Digital Project Welcomes East Village Other, Others

It was a good week for Independent Voices, the underground/alternative/literary press digital project that has consumed the better part of my last four years. I won’t detail every connection I made with rights holders or prospective rights holders. Getting an official okay can take many weeks and require my sending of multiple reminders. That’s just the nature of email communication. This project has taught me patience.

Today, I’ll just mention a few of the major agreements that I received.

After a long campaign to find out who the rights holder was, I was thrilled—yes, that’s still an understatement—to welcome East Village Other and Gothic Blimp Works to the project. I ended up not finding one rights holder.
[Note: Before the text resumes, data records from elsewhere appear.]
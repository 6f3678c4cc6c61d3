use std::fmt::Display;
use std::future::Future;
use std::time::Duration;

use tracing::warn;

/// Bounded retry with linear backoff.
///
/// The wait after failed attempt `n` is `n * step`; there is no wait after
/// the final attempt.
#[derive(Debug, Clone, Copy)]
pub struct RetryPolicy {
    pub max_attempts: u32,
    pub step: Duration,
}

/// Where a retried operation currently stands.
#[derive(Debug)]
pub enum RetryState<T, E> {
    /// About to run attempt `n` (1-based).
    Attempting(u32),
    /// Attempt `n` failed with `E`; waiting before attempt `n + 1`.
    Backoff(u32, E),
    Succeeded(T),
    /// Attempt `n` failed with `E` and no attempts remain.
    Failed(u32, E),
}

/// Every attempt failed.
#[derive(Debug)]
pub struct RetryExhausted<E> {
    pub attempts: u32,
    pub last: E,
}

impl RetryPolicy {
    pub fn new(max_attempts: u32, step: Duration) -> Self {
        Self {
            max_attempts: max_attempts.max(1),
            step,
        }
    }

    pub fn delay(&self, attempt: u32) -> Duration {
        self.step * attempt
    }

    /// Outcome of attempt `attempt`, as the next state.
    pub fn after_attempt<T, E>(&self, attempt: u32, outcome: Result<T, E>) -> RetryState<T, E> {
        match outcome {
            Ok(value) => RetryState::Succeeded(value),
            Err(err) if attempt < self.max_attempts => RetryState::Backoff(attempt, err),
            Err(err) => RetryState::Failed(attempt, err),
        }
    }

    /// Drive `op` through the state machine until it succeeds or runs out of attempts.
    ///
    /// `op` receives the 1-based attempt number.
    pub async fn run<T, E, F, Fut>(&self, mut op: F) -> Result<T, RetryExhausted<E>>
    where
        F: FnMut(u32) -> Fut,
        Fut: Future<Output = Result<T, E>>,
        E: Display,
    {
        let mut state = RetryState::Attempting(1);
        loop {
            state = match state {
                RetryState::Attempting(attempt) => self.after_attempt(attempt, op(attempt).await),
                RetryState::Backoff(attempt, err) => {
                    let delay = self.delay(attempt);
                    warn!(attempt, error = %err, delay_ms = delay.as_millis() as u64, "attempt failed, backing off");
                    tokio::time::sleep(delay).await;
                    RetryState::Attempting(attempt + 1)
                }
                RetryState::Succeeded(value) => return Ok(value),
                RetryState::Failed(attempts, last) => {
                    warn!(attempts, error = %last, "giving up");
                    return Err(RetryExhausted { attempts, last });
                }
            };
        }
    }
}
Rather, I sent my invitation to a list of every EVO veteran I could find, and even some folks peripheral to EVO who weren’t really in a position to say yes or no anyhow but might have been able to provide input, and then I responded to everyone who got back to me. I found strong support for being included, and no opposition, which is what I anticipated. EVO was one of the most important underground papers of the Vietnam era and was one of the first five members of Underground Press Syndicate, the first nationwide network of underground papers. In fact, as the story goes, the name Underground Press Syndicate came out of their office. Gothic Blimp Works had a brief run of eight issues in 1969. It was published by EVO and was billed as “the first Sunday underground comic paper.”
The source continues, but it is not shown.